No matter how you are doing so far in 301, one of your goals should be to see if you can raise your next paper up a grade from your previous one. As you review the papers in the 301 Gradatorium, you'll notice that students' papers improve the most when they make a more complex argument. A very simple argument, no matter how cleanly written, probably will not earn a grade higher than a C. (To review the basic elements of an expository essay, go back to What Is an Expository Essay?)

C-level writers often write papers that present summaries of a set of texts, with an argument that makes an obvious observation or connection. For example, a C writer in the Internet Cultures course produced a research paper that argued that online communities exist because several framing texts agreed that such communities are valid. Her paper would have been more complex and interesting if she'd asked some thoughtful questions about online communities, or if she'd reached beyond agreeing with some very basic ideas in her framing texts. In order for this writer to have earned a B, or an A, she'd have to deepen, or complicate, her argument. (To read about strategies for the research paper specifically, go to Approaches to Argument.)

Here are several paths you can take to deepen the argument of your paper.

Ask Questions about a Central Term from a Source Text

By asking questions about key terms, you can become better prepared to meet any writers' argument on its own ground. This is so because the central terms of an argument contain the unstated assumptions of the writer, and by asking about them we become more aware of how our own assumptions work.

For instance, in Bill Readings's book The University in Ruins, a text used in a 301 class about Higher Education, the author employs the term "nation-state." As a strategy for deepening your understanding of what Readings means when he employs this term, you could ask questions about it. Is a nation the same as a country? What defines a nation? Should a nation's universities reflect its culture?

Now return to a source text from your own class and choose a central term to investigate.

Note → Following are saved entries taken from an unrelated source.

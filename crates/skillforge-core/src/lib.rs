//! Skillforge Core - Progress engine for gamified skill trees
//!
//! This crate provides the core types and operations for skillforge:
//! - Recursive skill tree model (`SkillTree`, `Node`)
//! - Node status machine with unlock cascades (`SkillTree::complete_node`)
//! - XP aggregation across trees and categories
//! - Progression: levels, ranks, badges and daily streaks
//! - `AppState`, the explicit application state with a copy-on-write collection
//!
//! ## Status machine
//!
//! Every node is `locked`, `available` or `completed`. Statuses only move
//! forward. Completing a leaf unlocks its children and its next sibling, and
//! a container completes once all of its children are completed, which in
//! turn unlocks the container's next sibling, up the ancestor chain.
//!
//! ```
//! use skillforge_core::{Node, NodeId, SkillTree, Status, Tier};
//!
//! let mut tree = SkillTree::new("Rust", "Systems programming");
//! tree.branches.push(Node::new("basics", "Basics", Tier::Basic, 100));
//! tree.branches.push(Node::new("traits", "Traits", Tier::Intermediate, 200));
//! tree.seed_availability();
//!
//! let report = tree.complete_node(&NodeId::new("basics")).unwrap();
//! assert!(report.changed());
//! assert_eq!(tree.find_node(&NodeId::new("traits")).unwrap().status, Status::Available);
//! assert_eq!(tree.earned_xp(), 100);
//! ```

pub mod badge;
mod collection;
mod config;
mod error;
mod identity;
mod node;
pub mod progression;
mod state;
mod status;
pub mod streak;
mod tree;

pub use badge::{Badge, BadgeRule, BadgeStats};
pub use collection::{CategoryStats, SkillCollection};
pub use config::{ContainerPolicy, EngineConfig, ProgressionConfig};
pub use error::{Error, Result};
pub use identity::NodeId;
pub use node::{Node, NodeIter, NodePatch, QuizQuestion, Resource, ResourceKind};
pub use progression::{Level, Rank};
pub use state::{AppState, ProfileUpdate, UserProfile};
pub use status::{Status, Tier};
pub use streak::{Streak, StreakChange};
pub use tree::{seed_branches, CompletionReport, SkillTree, StatusBoard};
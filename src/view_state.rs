use thiserror::Error;

use crate::section::{active_section, Section, SectionBounds};

/// Vertical scroll offset past which the navigation bar switches style.
pub const SCROLL_THRESHOLD: f64 = 50.0;

#[derive(Error, Debug, Clone, PartialEq, Eq)]
pub enum ViewportError {
    #[error("no element with id `{0}`")]
    MissingAnchor(String),
}

/// Layout queries the page state needs from its host document.
pub trait Viewport {
    fn scroll_offset(&self) -> f64;
    fn anchor_bounds(&self, anchor_id: &str) -> Result<SectionBounds, ViewportError>;
    /// Smooth-scroll the anchor into view.
    fn scroll_into_view(&self, anchor_id: &str) -> Result<(), ViewportError>;
}

#[derive(Debug, Clone, Copy, PartialEq, Eq, Default)]
pub struct Pointer {
    pub x: i32,
    pub y: i32,
}

#[derive(Debug, Clone, Copy, PartialEq, Eq, Default)]
pub struct ViewState {
    pub menu_open: bool,
    pub active_section: Section,
    pub scrolled: bool,
    pub pointer: Pointer,
}

pub fn is_scrolled(offset_y: f64) -> bool {
    offset_y > SCROLL_THRESHOLD
}

impl ViewState {
    pub fn on_scroll<V: Viewport + ?Sized>(&mut self, viewport: &V) {
        self.scrolled = is_scrolled(viewport.scroll_offset());
        let current = active_section(|s| viewport.anchor_bounds(s.anchor_id()).ok());
        if let Some(section) = current {
            self.active_section = section;
        }
    }

    pub fn on_pointer_move(&mut self, x: i32, y: i32) {
        self.pointer = Pointer { x, y };
    }

    /// Scrolls to `anchor_id` and closes the mobile menu. An unknown anchor
    /// leaves everything untouched.
    pub fn scroll_to<V: Viewport + ?Sized>(&mut self, viewport: &V, anchor_id: &str) {
        if viewport.scroll_into_view(anchor_id).is_ok() {
            self.menu_open = false;
        }
    }

    pub fn toggle_menu(&mut self) {
        self.menu_open = !self.menu_open;
    }

    /// Inline style for the pointer-following background layer.
    pub fn gradient_style(&self) -> String {
        let Pointer { x, y } = self.pointer;
        format!(
            "background: radial-gradient(600px circle at {x}px {y}px, rgba(16, 185, 129, 0.15), transparent 40%)"
        )
    }
}

#[cfg(test)]
mod tests {
    use std::cell::RefCell;
    use std::collections::HashMap;

    use super::*;

    #[derive(Default)]
    struct FakeViewport {
        offset: f64,
        boxes: HashMap<&'static str, SectionBounds>,
        scrolled_to: RefCell<Vec<String>>,
    }

    impl FakeViewport {
        fn with_all_sections() -> Self {
            let mut vp = Self::default();
            for (i, section) in Section::ALL.into_iter().enumerate() {
                let top = 1000.0 + 1000.0 * i as f64;
                vp.boxes
                    .insert(section.anchor_id(), SectionBounds::new(top, top + 900.0));
            }
            vp
        }

        fn set_bounds(&mut self, section: Section, top: f64, bottom: f64) {
            self.boxes
                .insert(section.anchor_id(), SectionBounds::new(top, bottom));
        }
    }

    impl Viewport for FakeViewport {
        fn scroll_offset(&self) -> f64 {
            self.offset
        }

        fn anchor_bounds(&self, anchor_id: &str) -> Result<SectionBounds, ViewportError> {
            self.boxes
                .get(anchor_id)
                .copied()
                .ok_or_else(|| ViewportError::MissingAnchor(anchor_id.to_string()))
        }

        fn scroll_into_view(&self, anchor_id: &str) -> Result<(), ViewportError> {
            if !self.boxes.contains_key(anchor_id) {
                return Err(ViewportError::MissingAnchor(anchor_id.to_string()));
            }
            self.scrolled_to.borrow_mut().push(anchor_id.to_string());
            Ok(())
        }
    }

    #[test]
    fn test_defaults() {
        let state = ViewState::default();
        assert!(!state.menu_open);
        assert!(!state.scrolled);
        assert_eq!(state.active_section, Section::About);
        assert_eq!(state.pointer, Pointer { x: 0, y: 0 });
    }

    #[test]
    fn test_scroll_threshold_boundary() {
        assert!(!is_scrolled(0.0));
        assert!(!is_scrolled(50.0));
        assert!(is_scrolled(51.0));
        assert!(is_scrolled(50.5));

        let mut vp = FakeViewport::default();
        let mut state = ViewState::default();
        vp.offset = 51.0;
        state.on_scroll(&vp);
        assert!(state.scrolled);
        // no hysteresis on the way back
        vp.offset = 50.0;
        state.on_scroll(&vp);
        assert!(!state.scrolled);
    }

    #[test]
    fn test_active_section_sticks_without_match() {
        let mut vp = FakeViewport::with_all_sections();
        vp.set_bounds(Section::Projects, 20.0, 900.0);
        vp.offset = 1200.0;

        let mut state = ViewState::default();
        state.on_scroll(&vp);
        assert_eq!(state.active_section, Section::Projects);

        // gap between sections: nothing straddles the activation line
        vp.set_bounds(Section::Projects, -900.0, 40.0);
        vp.set_bounds(Section::Gallery, 160.0, 1000.0);
        state.on_scroll(&vp);
        assert_eq!(state.active_section, Section::Projects);

        vp.set_bounds(Section::Gallery, 90.0, 1000.0);
        state.on_scroll(&vp);
        assert_eq!(state.active_section, Section::Gallery);
    }

    #[test]
    fn test_scroll_with_missing_anchors() {
        let mut vp = FakeViewport::default();
        vp.set_bounds(Section::Contact, 0.0, 400.0);
        vp.offset = 4000.0;

        let mut state = ViewState::default();
        state.on_scroll(&vp);
        assert_eq!(state.active_section, Section::Contact);
        assert!(state.scrolled);
    }

    #[test]
    fn test_pointer_recorded_verbatim() {
        let mut state = ViewState::default();
        state.on_pointer_move(-5, 12000);
        assert_eq!(state.pointer, Pointer { x: -5, y: 12000 });
        state.on_pointer_move(320, 48);
        assert_eq!(state.pointer, Pointer { x: 320, y: 48 });
        assert!(!state.menu_open);
        assert!(!state.scrolled);
        assert!(state
            .gradient_style()
            .contains("radial-gradient(600px circle at 320px 48px"));
    }

    #[test]
    fn test_scroll_to_closes_menu() {
        let vp = FakeViewport::with_all_sections();
        for section in Section::ALL {
            for menu_open in [true, false] {
                let mut state = ViewState {
                    menu_open,
                    ..ViewState::default()
                };
                state.scroll_to(&vp, section.anchor_id());
                assert!(!state.menu_open);
            }
        }
        assert_eq!(vp.scrolled_to.borrow().len(), 8);
        assert_eq!(vp.scrolled_to.borrow()[0], "about-section");
    }

    #[test]
    fn test_scroll_to_unknown_anchor_is_noop() {
        let vp = FakeViewport::with_all_sections();
        let before = ViewState {
            menu_open: true,
            active_section: Section::Gallery,
            scrolled: true,
            pointer: Pointer { x: 3, y: 4 },
        };
        let mut state = before;
        state.scroll_to(&vp, "resume-section");
        assert_eq!(state, before);
        assert!(vp.scrolled_to.borrow().is_empty());
    }

    #[test]
    fn test_toggle_round_trip() {
        for start in [true, false] {
            let mut state = ViewState {
                menu_open: start,
                ..ViewState::default()
            };
            state.toggle_menu();
            assert_eq!(state.menu_open, !start);
            state.toggle_menu();
            assert_eq!(state.menu_open, start);
        }
    }

    #[test]
    fn test_viewport_error_message() {
        let err = ViewportError::MissingAnchor("nope".to_string());
        assert_eq!(err.to_string(), "no element with id `nope`");
    }
}
#[cfg(any(feature = "ssr", feature = "hydrate"))]
pub mod app;
pub mod content;
pub mod section;
pub mod view_state;

#[cfg(feature = "hydrate")]
#[wasm_bindgen::prelude::wasm_bindgen]
pub fn hydrate() {
    use crate::app::*;
    _ = console_log::init_with_level(log::Level::Debug);
    console_error_panic_hook::set_once();
    leptos::mount::hydrate_body(App);
}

Examine Each Paragraph to See if Another Voice Can Be Added to Its Dialogue
Rather than assigning one paragraph to each source text and your own position, see if you can use more than one writer in each paragraph. For instance, if you have a paragraph about a writer's key term or central idea, go back to another text to see what it has to say that might be related to concept you've discussed. Then, plow this new information back into the original paragraph. Drawing again from the readings for the Higher Education 301, Bill Readings's The University in Ruins uses the idea of "the university of excellence," a university in which no educational goal is privileged, but any goal should be pursued excellently. But philosopher Martha Nussbaum, in her book Cultivating Humanity, argues that universities should educate "world citizens," people who care about the welfare of others beyond their local community. So you might add Nussbaum into a discussion of Readings by asking if the university of excellence is capable of creating world citizens. This question doesn't only add more information to your paragraph: it changes the work the paragraph can accomplish. Now you will not only introduce a new idea, the new idea will challenge the old idea and force you to address questions you could not have conceived working only with Readings's text.

Now go back to a source text you are writing about, and try to put it in conversation with the concerns and ideas of a second text.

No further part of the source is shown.